There is little debate that covenants have eroded as the chart on the migration of covenant-lite in European leveraged loan markets highlights (see figure). The terms ‘covenant loose’ and ‘covenant-lite’ refer to the absence of financial performance maintenance covenants. These are traditionally demanded by buy-and-hold banks intent on protection from mismanagement. The latter can act in accordance with shareholder-aligned incentives to take undue risks if a leveraged business does not perform as expected.
The migration towards covenant-lite reflects the increasing institutionalisation and diffusion of the investor base. It effectively adopts the incurrence-based template from the high-yield bond market, a diffuse capital market. Incurrence-based covenants trigger only in the event of additional debt rather than deteriorating EBITDA. Such financial covenants minimise the co-ordination problem for debtor managements to explain business fluctuations and request waivers from loan investors.
As the chart illustrates, expected recoveries on senior secured instruments in our European leveraged credit portfolio have declined as total and senior leverage levels have increased. Fitch estimates expected recovery and assigns instrument ratings by assuming third-party validated going-concern post-restructuring EBITDA and application of an estimated distressed enterprise value multiple.
After subtracting 10% of the distressed enterprise value for administrative claims, the financial claims on adjusted enterprise value are distributed in a waterfall based on the ranking of each instrument. Higher ranking instruments are notched up given higher recovery, while lower ranking instruments are dropped given lack of residual value.
Note that financial covenants do not play a role in the issuer default rating, referred to as the probability of default. Nor do they play a primary role in the estimation of recovery or assignment instrument ratings.
However, positive and negative covenants – included in the credit contract to restrict cash leakage, protect ranking of an instrument, or prohibit additional indebtedness – can impact corporate governance through financial policy and the debtor’s commitment to de-leveraging. They can also affect recovery if they allow shareholder interests to take business risks or circumvent the spirit of instrument ranking.
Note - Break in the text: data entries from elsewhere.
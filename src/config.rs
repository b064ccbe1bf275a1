//! Configuration module for the edge-tcp server.
//!
//! Supports both command-line arguments and TOML configuration file.
//! CLI arguments take precedence over config file values.

use clap::Parser;
use serde::Deserialize;
use std::path::PathBuf;
use thiserror::Error;

/// Command-line arguments for the server
#[derive(Parser, Debug)]
#[command(name = "edge-tcp")]
#[command(author = "edge-tcp authors")]
#[command(version = "0.1.0")]
#[command(about = "An edge-triggered TCP server core", long_about = None)]
pub struct CliArgs {
    /// Path to TOML configuration file
    #[arg(short, long)]
    pub config: Option<PathBuf>,

    /// Port or service name to listen on (e.g., 8080)
    #[arg(short, long)]
    pub port: Option<String>,

    /// Local host to bind to (defaults to all interfaces)
    #[arg(long)]
    pub host: Option<String>,

    /// Maximum readiness events returned by a single wait
    #[arg(short = 'b', long)]
    pub batch_size: Option<usize>,

    /// Bytes requested per read call
    #[arg(long)]
    pub chunk_size: Option<usize>,

    /// Accept backlog (defaults to the platform maximum)
    #[arg(long)]
    pub backlog: Option<i32>,

    /// Maximum simultaneously open connections
    #[arg(short = 'm', long)]
    pub max_connections: Option<usize>,

    /// Log level (trace, debug, info, warn, error)
    #[arg(long)]
    pub log_level: Option<String>,
}

/// TOML configuration file structure
#[derive(Debug, Deserialize, Default)]
pub struct TomlConfig {
    #[serde(default)]
    pub server: ServerConfig,
    #[serde(default)]
    pub event_loop: EventLoopConfig,
    #[serde(default)]
    pub logging: LoggingConfig,
}

/// Listening socket configuration
#[derive(Debug, Deserialize)]
pub struct ServerConfig {
    /// Port or service name
    #[serde(default = "default_port")]
    pub port: String,
    /// Local host to bind to
    pub host: Option<String>,
    /// Accept backlog
    pub backlog: Option<i32>,
    /// Set SO_REUSEADDR before binding
    #[serde(default = "default_reuse_address")]
    pub reuse_address: bool,
    /// Maximum simultaneously open connections
    #[serde(default = "default_max_connections")]
    pub max_connections: usize,
}

impl Default for ServerConfig {
    fn default() -> Self {
        Self {
            port: default_port(),
            host: None,
            backlog: None,
            reuse_address: default_reuse_address(),
            max_connections: default_max_connections(),
        }
    }
}

/// Event loop sizing
#[derive(Debug, Deserialize)]
pub struct EventLoopConfig {
    #[serde(default = "default_batch_size")]
    pub batch_size: usize,
    #[serde(default = "default_chunk_size")]
    pub chunk_size: usize,
}

impl Default for EventLoopConfig {
    fn default() -> Self {
        Self {
            batch_size: default_batch_size(),
            chunk_size: default_chunk_size(),
        }
    }
}

/// Logging configuration
#[derive(Debug, Deserialize)]
pub struct LoggingConfig {
    /// Log level
    #[serde(default = "default_log_level")]
    pub level: String,
}

impl Default for LoggingConfig {
    fn default() -> Self {
        Self {
            level: default_log_level(),
        }
    }
}

fn default_port() -> String {
    "8080".to_string()
}

fn default_reuse_address() -> bool {
    true
}

fn default_max_connections() -> usize {
    1024
}

fn default_batch_size() -> usize {
    64
}

fn default_chunk_size() -> usize {
    512
}

fn default_log_level() -> String {
    "info".to_string()
}

/// Final resolved configuration
#[derive(Debug, Clone)]
pub struct Config {
    pub port: String,
    pub host: Option<String>,
    /// `None` means the platform maximum.
    pub backlog: Option<i32>,
    pub reuse_address: bool,
    pub max_connections: usize,
    pub batch_size: usize,
    pub chunk_size: usize,
    pub log_level: String,
}

impl Default for Config {
    fn default() -> Self {
        Self::resolve(CliArgs::empty(), TomlConfig::default())
    }
}

impl Config {
    /// Load configuration from CLI args and optional TOML file.
    /// CLI arguments take precedence over TOML file values.
    pub fn load() -> Result<Self, ConfigError> {
        Self::from_cli(CliArgs::parse())
    }

    /// Build configuration from already-parsed CLI arguments.
    pub fn from_cli(cli: CliArgs) -> Result<Self, ConfigError> {
        let toml_config = if let Some(ref config_path) = cli.config {
            let contents = std::fs::read_to_string(config_path)
                .map_err(|e| ConfigError::FileRead(config_path.clone(), e))?;
            toml::from_str(&contents)
                .map_err(|e| ConfigError::TomlParse(config_path.clone(), e))?
        } else {
            TomlConfig::default()
        };

        let config = Self::resolve(cli, toml_config);
        config.validate()?;
        Ok(config)
    }

    fn resolve(cli: CliArgs, toml_config: TomlConfig) -> Self {
        Config {
            port: cli.port.unwrap_or(toml_config.server.port),
            host: cli.host.or(toml_config.server.host),
            backlog: cli.backlog.or(toml_config.server.backlog),
            reuse_address: toml_config.server.reuse_address,
            max_connections: cli
                .max_connections
                .unwrap_or(toml_config.server.max_connections),
            batch_size: cli
                .batch_size
                .unwrap_or(toml_config.event_loop.batch_size),
            chunk_size: cli
                .chunk_size
                .unwrap_or(toml_config.event_loop.chunk_size),
            log_level: cli.log_level.unwrap_or(toml_config.logging.level),
        }
    }

    fn validate(&self) -> Result<(), ConfigError> {
        if self.batch_size == 0 {
            return Err(ConfigError::Invalid("batch_size must be greater than zero"));
        }
        // A zero-length read returns 0, which would look like end-of-stream.
        if self.chunk_size == 0 {
            return Err(ConfigError::Invalid("chunk_size must be greater than zero"));
        }
        if self.max_connections == 0 {
            return Err(ConfigError::Invalid(
                "max_connections must be greater than zero",
            ));
        }
        Ok(())
    }
}

impl CliArgs {
    fn empty() -> Self {
        Self {
            config: None,
            port: None,
            host: None,
            batch_size: None,
            chunk_size: None,
            backlog: None,
            max_connections: None,
            log_level: None,
        }
    }
}

/// Configuration loading errors
#[derive(Debug, Error)]
pub enum ConfigError {
    #[error("Failed to read config file '{}': {}", .0.display(), .1)]
    FileRead(PathBuf, #[source] std::io::Error),
    #[error("Failed to parse config file '{}': {}", .0.display(), .1)]
    TomlParse(PathBuf, #[source] toml::de::Error),
    #[error("Invalid configuration: {0}")]
    Invalid(&'static str),
}

#[cfg(test)]
mod tests {
    use super::*;

    #[test]
    fn test_default_config() {
        let config = Config::default();
        assert_eq!(config.port, "8080");
        assert_eq!(config.host, None);
        assert_eq!(config.backlog, None);
        assert!(config.reuse_address);
        assert_eq!(config.batch_size, 64);
        assert_eq!(config.chunk_size, 512);
        assert_eq!(config.log_level, "info");
    }

    #[test]
    fn test_toml_parsing() {
        let toml_str = r#"
            [server]
            port = "9000"
            host = "127.0.0.1"
            backlog = 16
            reuse_address = false

            [event_loop]
            batch_size = 128
            chunk_size = 4096

            [logging]
            level = "debug"
        "#;

        let config: TomlConfig = toml::from_str(toml_str).unwrap();
        assert_eq!(config.server.port, "9000");
        assert_eq!(config.server.host.as_deref(), Some("127.0.0.1"));
        assert_eq!(config.server.backlog, Some(16));
        assert!(!config.server.reuse_address);
        assert_eq!(config.server.max_connections, 1024);
        assert_eq!(config.event_loop.batch_size, 128);
        assert_eq!(config.event_loop.chunk_size, 4096);
        assert_eq!(config.logging.level, "debug");
    }

    #[test]
    fn test_cli_overrides_file() {
        let toml_config: TomlConfig = toml::from_str(
            r#"
            [server]
            port = "9000"

            [event_loop]
            chunk_size = 1024
            "#,
        )
        .unwrap();
        let cli = CliArgs::try_parse_from(["edge-tcp", "--port", "7000", "--log-level", "trace"])
            .unwrap();

        let config = Config::resolve(cli, toml_config);
        assert_eq!(config.port, "7000");
        assert_eq!(config.chunk_size, 1024);
        assert_eq!(config.log_level, "trace");
    }

    #[test]
    fn test_zero_chunk_size_rejected() {
        let cli = CliArgs::try_parse_from(["edge-tcp", "--chunk-size", "0"]).unwrap();
        let err = Config::from_cli(cli).unwrap_err();
        assert!(matches!(err, ConfigError::Invalid(_)));
    }

    #[test]
    fn test_missing_config_file() {
        let cli =
            CliArgs::try_parse_from(["edge-tcp", "--config", "/nonexistent/edge-tcp.toml"]).unwrap();
        let err = Config::from_cli(cli).unwrap_err();
        assert!(matches!(err, ConfigError::FileRead(..)));
    }
}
An example of wide latitude is the UK petrol station operator EG group, formerly Euro Garages. In early 2018, it arranged €2.85bn equivalent term loan B financing to fund the acquisition of 2,000 Esso stations in Germany and Italy to expand its European footprint.
After the arranging banks secured commitments and allocated to loan investors, but as yet unfunded, the company announced its intention to acquire an additional 800 stations in the US from retailer Kroger, representing an additional $2.5bn (€2.0bn) in debt. Despite the impact of increasing the size of the company by 40% in terms of revenue, increasing leverage on the transaction and introducing unforeseen business and execution risk to the credit profile, the debt-funded acquisition was allowed under the terms of its permitted investments and authorised indebtedness covenants.
In demanding and negotiating looser covenant packages, financial sponsor owned companies often highlight their buy-and-build strategies and the need for flexibility to execute acquisitions or disposals. In addition to negotiating flexibility commensurate with business strategy, debtors are also negotiating covenants in anticipation of potential distress. During the 2015 oil price collapse, several US exploration and production loan and bond issues contained definitions of permitted indebtedness that did not exclude the issuance of second lien notes.
Opportunistic managements offered to exchange unsecured notes that traded in secondary markets for new second lien notes. These exchanges were considered opportunistic liability management exercises that were voluntary on a bilateral basis rather than through consent.
Critically, they could reduce balance sheet debt and extend maturity profiles. In successful cases, the unsecured note holders that exchanged into second lien notes still lost from accepting the discount. In unsuccessful cases, the remaining unsecured holders were subordinated to the new second lien holders at default.
In the case of US retailer J Crew, carve-outs in permitted indebtedness and no restrictions on investments in unrestricted subsidiaries, allowed the debtor to transfer collateral in the form of intellectual property out of the term loan B borrowing group and into an unrestricted subsidiary in the Cayman Islands. The new entity subsequently issued secured debt in an exchange offer with holders of maturing subordinated payment-in-kind (PIK) instrument.
European leveraged credit has witnessed a migration of market standards and practices. Financial sponsors, arranging banks and law firms have established precedents in the US that they want to apply globally. So long as the economic recovery and low interest rate conditions prevail, default rates are set to remain low and credit investors will not experience vulnerability to weak covenants. Although they should not assume their interests are aligned with shareholders.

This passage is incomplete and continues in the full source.